When we need to get something out or put something into our shed when it’s dark, it’s always more of a hassle than it should be. It starts off with trying to find a flashlight, then only having one hand to carry stuff out and put it in the right spot is not easy. Solution: put some lights in the shed!

Let’s start off with the easiest part of this project, the LED lighting itself. I used some very simple 12V LED strips with 5630 or 5730 LEDs for the lighting. 2 strips of them worked well because the shed is fairly deep, and allows much more even lighting. In total, there are 2m of LED strips. Current draw is roughly around 1.5A. Now to find a suitable way to power them.

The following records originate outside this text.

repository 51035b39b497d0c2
//! Share a device buffer between two processes through CUDA IPC handles.

pub mod channel;
pub mod config;
pub mod protocol;
pub mod session;
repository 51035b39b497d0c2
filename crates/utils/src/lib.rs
pub mod logging;
pub mod version;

As this is outside, running AC power to it and using a small power supply was impractical. I have lots of 18650 lithium-ion batteries lying around, waiting for me to do something with them (a power wall is in the works right now), so I made a 4S 4P pack inside a 4×5 cell holder to allow for extra room to hold a BMS circuit and DC-DC buck converter to get 12V for the LEDs from the battery pack’s fully charged 16.8V. I chose 4S because I wanted to use the BMS circuit that I designed (more details coming soon) to prevent over-discharging the batteries. The BMS will cut all power¬† going to and from the batteries if the voltage of any cell goes under 3.0V (accomplished with XC61C low voltage detection ICs). The buck converter I used is a 5A buck converter that has lots of headroom to drive the LEDs. I set the voltage to around 10.8V so that the LEDs are more efficient – less voltage drop across the series resistors, and thus less power lost to heat in those resistors. Some of these LED strips have been known to get fairly warm, so undervolting them is a good trick to keep them cool and prolong their lifetime.

Mounting everything to the shed took some screws, some scraps of wood, and some 3D printed clips. The adhesive on the LED strips did not stick to the wooden shed, so I designed some LED strip clips that I also used to tidy up the cables. The files are available on thingiverse here. I might eventually add a PIR motion sensor and RTC to this setup to make it turn on as you approach, but not during the daytime. One problem that will come up with this is the cold weather in the winter. Discharging the batteries over in -30 degrees Celsius temperature is not good for them – it will reduce capacity, and increase the internal resistance, resulting in a lower operating time and lower possible discharge rates. These batteries are not getting pushed to their limits at all, but I’m not too sure if I want them being used out in the cold. At the very least, they will be charged more often and kept inside as much as possible. I might make 2 more to switch out so that each battery spends as little time outside as possible.